Records from a data collection:
════

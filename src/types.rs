/// Camera uniform buffer data for GPU
///
/// Laid out for a std140 uniform block:
/// `mat4 u_inverseViewProjectionMatrix; vec3 u_cameraPos; float u_time; vec2 u_resolution; float u_aspect;`
#[repr(C)]
#[derive(Copy, Clone, Debug, PartialEq, bytemuck::Pod, bytemuck::Zeroable)]
pub struct CameraUniform {
    pub inverse_view_projection: [[f32; 4]; 4], // Column-major
    pub camera_position: [f32; 3],
    pub time: f32, // Seconds since start
    pub resolution: [f32; 2],
    pub aspect: f32,
    pub _pad: f32,
}

/// Viewport size in physical pixels
#[derive(Debug, Clone, Copy, PartialEq, Eq)]
pub struct Viewport {
    pub width: u32,
    pub height: u32,
}

impl Viewport {
    pub fn new(width: u32, height: u32) -> Self {
        Self { width, height }
    }

    pub fn aspect_ratio(&self) -> f32 {
        self.width as f32 / self.height as f32
    }

    pub fn resolution(&self) -> [f32; 2] {
        [self.width as f32, self.height as f32]
    }
}

impl Default for Viewport {
    fn default() -> Self {
        Self::new(1024, 768)
    }
}

#[cfg(test)]
mod tests {
    use super::*;

    #[test]
    fn test_uniform_size_is_std140_friendly() {
        assert_eq!(std::mem::size_of::<CameraUniform>(), 96);
        assert_eq!(std::mem::size_of::<CameraUniform>() % 16, 0);
    }

    #[test]
    fn test_uniform_bytes() {
        let uniform = CameraUniform {
            inverse_view_projection: [[0.0; 4]; 4],
            camera_position: [1.0, 2.0, 3.0],
            time: 0.5,
            resolution: [640.0, 480.0],
            aspect: 640.0 / 480.0,
            _pad: 0.0,
        };
        let bytes = bytemuck::bytes_of(&uniform);
        assert_eq!(bytes.len(), 96);
        // camera_position starts right after the matrix
        assert_eq!(&bytes[64..68], &1.0f32.to_ne_bytes());
    }

    #[test]
    fn test_viewport_aspect_ratio() {
        let viewport = Viewport::new(1920, 1080);
        assert!((viewport.aspect_ratio() - 16.0 / 9.0).abs() < 1e-6);
        assert_eq!(viewport.resolution(), [1920.0, 1080.0]);
    }

    #[test]
    fn test_viewport_default() {
        let viewport = Viewport::default();
        assert_eq!(viewport, Viewport::new(1024, 768));
    }
}
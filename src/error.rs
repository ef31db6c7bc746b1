use glam::Vec3;
use thiserror::Error;

/// Errors raised while constructing cameras
#[derive(Debug, Clone, PartialEq, Error)]
pub enum CameraError {
    /// Movement direction has zero length (or is not finite) and cannot be normalized
    #[error("direction {direction} cannot be normalized")]
    DegenerateDirection { direction: Vec3 },
}
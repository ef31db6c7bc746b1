use anyhow::{Context, Result};
use glam::Vec3;
use serde::Deserialize;
use std::collections::BTreeMap;
use std::path::Path;

use crate::directional::DirectionalCamera;
use crate::error::CameraError;
use crate::orbit::{OrbitCamera, DEFAULT_MIN_ELEVATION};
use crate::traits::CameraRig;
use crate::types::Viewport;

/// Initial azimuth every orbit scene starts from unless it says otherwise
pub const DEFAULT_ORBIT_ANGLE: f32 = -0.3;

fn default_orbit_angle() -> f32 {
    DEFAULT_ORBIT_ANGLE
}

fn default_min_pitch() -> f32 {
    DEFAULT_MIN_ELEVATION
}

#[derive(Debug, Clone, PartialEq, Deserialize)]
#[serde(rename_all = "camelCase")]
pub struct OrbitDescriptor {
    pub target: Vec3,
    pub fov: f32,
    pub pitch: f32,
    pub radius: f32,
    #[serde(default = "default_orbit_angle")]
    pub angle: f32,
    #[serde(default = "default_min_pitch")]
    pub min_pitch: f32,
}

#[derive(Debug, Clone, PartialEq, Deserialize)]
#[serde(rename_all = "camelCase")]
pub struct DirectionalDescriptor {
    pub position: Vec3,
    pub target: Vec3,
    pub direction: Vec3,
    pub speed: f32,
    pub fov: f32,
}

/// How a scene's camera moves
#[derive(Debug, Clone, PartialEq, Deserialize)]
#[serde(tag = "type", rename_all = "lowercase")]
pub enum CameraDescriptor {
    Orbit(OrbitDescriptor),
    Directional(DirectionalDescriptor),
}

impl CameraDescriptor {
    /// Build the camera rig for a viewport
    pub fn build(&self, viewport: Viewport) -> Result<Box<dyn CameraRig>, CameraError> {
        match self {
            CameraDescriptor::Orbit(orbit) => {
                let mut camera = OrbitCamera::new(
                    orbit.target,
                    orbit.fov,
                    viewport,
                    orbit.pitch,
                    orbit.angle,
                    orbit.radius,
                );
                camera.set_min_elevation(Some(orbit.min_pitch));
                Ok(Box::new(camera))
            }
            CameraDescriptor::Directional(directional) => {
                let camera = DirectionalCamera::new(
                    directional.position,
                    directional.target,
                    directional.direction,
                    directional.speed,
                    directional.fov,
                    viewport.aspect_ratio(),
                )?;
                Ok(Box::new(camera))
            }
        }
    }
}

#[derive(Debug, Clone, PartialEq, Deserialize)]
#[serde(rename_all = "camelCase")]
pub struct SceneDescriptor {
    pub name: String,
    pub shader_url: String,
    #[serde(default)]
    pub textures: Vec<String>,
    pub camera: CameraDescriptor,
}

/// Scene id -> scene descriptor, ordered by id
#[derive(Debug, Clone, PartialEq, Default)]
pub struct SceneCatalog {
    scenes: BTreeMap<String, SceneDescriptor>,
}

impl SceneCatalog {
    pub fn from_json(json: &str) -> Result<Self> {
        let scenes: BTreeMap<String, SceneDescriptor> =
            serde_json::from_str(json).context("Failed to parse scene catalog")?;
        Ok(Self { scenes })
    }

    pub fn load(path: impl AsRef<Path>) -> Result<Self> {
        let path = path.as_ref();
        let json = std::fs::read_to_string(path)
            .with_context(|| format!("Failed to read scene catalog: {}", path.display()))?;
        let catalog = Self::from_json(&json)
            .with_context(|| format!("Invalid scene catalog: {}", path.display()))?;
        log::info!("Loaded {} scenes from {}", catalog.len(), path.display());
        Ok(catalog)
    }

    pub fn get(&self, id: &str) -> Option<&SceneDescriptor> {
        self.scenes.get(id)
    }

    pub fn ids(&self) -> impl Iterator<Item = &str> {
        self.scenes.keys().map(String::as_str)
    }

    pub fn default_scene_id(&self) -> Option<&str> {
        self.ids().next()
    }

    pub fn len(&self) -> usize {
        self.scenes.len()
    }

    pub fn is_empty(&self) -> bool {
        self.scenes.is_empty()
    }
}
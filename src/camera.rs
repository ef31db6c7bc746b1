use glam::{Mat4, Vec2, Vec3};

use crate::types::{CameraUniform, Viewport};

pub const DEFAULT_NEAR_PLANE: f32 = 0.1;
pub const DEFAULT_FAR_PLANE: f32 = 100.0;

/// Perspective camera with cached view/projection matrices
///
/// Pose and projection parameters can only change through the setters, and every
/// setter leaves all four derived matrices consistent with the new inputs.
#[derive(Debug, Clone)]
pub struct Camera {
    position: Vec3,
    target: Vec3,
    up: Vec3,
    field_of_view: f32,
    aspect_ratio: f32,
    near_plane: f32,
    far_plane: f32,
    view: Mat4,
    projection: Mat4,
    view_projection: Mat4,
    inverse_view_projection: Mat4,
}

impl Camera {
    /// Create a camera at `position` looking at `target`
    ///
    /// `field_of_view` is the vertical FOV in radians, `aspect_ratio` is width / height.
    pub fn new(position: Vec3, target: Vec3, field_of_view: f32, aspect_ratio: f32) -> Self {
        let mut camera = Self {
            position,
            target,
            up: Vec3::Y,
            field_of_view,
            aspect_ratio,
            near_plane: DEFAULT_NEAR_PLANE,
            far_plane: DEFAULT_FAR_PLANE,
            view: Mat4::IDENTITY,
            projection: Mat4::IDENTITY,
            view_projection: Mat4::IDENTITY,
            inverse_view_projection: Mat4::IDENTITY,
        };
        camera.update_projection();
        camera.update_view();
        camera
    }

    pub fn position(&self) -> Vec3 {
        self.position
    }

    pub fn target(&self) -> Vec3 {
        self.target
    }

    pub fn up(&self) -> Vec3 {
        self.up
    }

    pub fn field_of_view(&self) -> f32 {
        self.field_of_view
    }

    pub fn aspect_ratio(&self) -> f32 {
        self.aspect_ratio
    }

    pub fn near_plane(&self) -> f32 {
        self.near_plane
    }

    pub fn far_plane(&self) -> f32 {
        self.far_plane
    }

    pub fn view_matrix(&self) -> Mat4 {
        self.view
    }

    pub fn projection_matrix(&self) -> Mat4 {
        self.projection
    }

    pub fn view_projection_matrix(&self) -> Mat4 {
        self.view_projection
    }

    /// Matrix the raymarching shader uses to turn clip-space points back into world space
    pub fn inverse_view_projection_matrix(&self) -> Mat4 {
        self.inverse_view_projection
    }

    pub fn set_position(&mut self, position: Vec3) {
        self.position = position;
        self.update_view();
    }

    pub fn set_target(&mut self, target: Vec3) {
        self.target = target;
        self.update_view();
    }

    /// Set position and target together with a single recompute
    pub fn set_pose(&mut self, position: Vec3, target: Vec3) {
        self.position = position;
        self.target = target;
        self.update_view();
    }

    /// Change the vertical FOV, keeping the stored aspect ratio
    pub fn set_field_of_view(&mut self, field_of_view: f32) {
        self.field_of_view = field_of_view;
        self.update_projection();
    }

    pub fn set_aspect_ratio(&mut self, aspect_ratio: f32) {
        self.aspect_ratio = aspect_ratio;
        self.update_projection();
    }

    pub fn set_clip_planes(&mut self, near_plane: f32, far_plane: f32) {
        self.near_plane = near_plane;
        self.far_plane = far_plane;
        self.update_projection();
    }

    /// World-space ray through a point in normalized device coordinates
    ///
    /// Returns `(origin, direction)`; mirrors the per-pixel reconstruction done in the
    /// fragment shader (unproject the near and far plane points, then normalize the difference).
    pub fn ray_through(&self, ndc: Vec2) -> (Vec3, Vec3) {
        let near = self
            .inverse_view_projection
            .project_point3(Vec3::new(ndc.x, ndc.y, -1.0));
        let far = self
            .inverse_view_projection
            .project_point3(Vec3::new(ndc.x, ndc.y, 1.0));
        (self.position, (far - near).normalize())
    }

    /// Build the uniform block a renderer uploads for this frame
    pub fn to_uniform(&self, time: f32, viewport: Viewport) -> CameraUniform {
        CameraUniform {
            inverse_view_projection: self.inverse_view_projection.to_cols_array_2d(),
            camera_position: self.position.to_array(),
            time,
            resolution: viewport.resolution(),
            aspect: viewport.aspect_ratio(),
            _pad: 0.0,
        }
    }

    fn update_projection(&mut self) {
        self.projection = Mat4::perspective_rh_gl(
            self.field_of_view,
            self.aspect_ratio,
            self.near_plane,
            self.far_plane,
        );
        self.update_view_projection();
    }

    fn update_view(&mut self) {
        self.view = Mat4::look_at_rh(self.position, self.target, self.up);
        self.update_view_projection();
    }

    fn update_view_projection(&mut self) {
        self.view_projection = self.projection * self.view;
        self.inverse_view_projection = self.view_projection.inverse();
    }
}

════

> [Work instruction] Go through the data and show every line where "crate" occurs.

> [Written reply]
use crate::directional::DirectionalCamera;
use crate::error::CameraError;
use crate::orbit::{OrbitCamera, DEFAULT_MIN_ELEVATION};
use crate::traits::CameraRig;
use crate::types::Viewport;
use crate::types::{CameraUniform, Viewport};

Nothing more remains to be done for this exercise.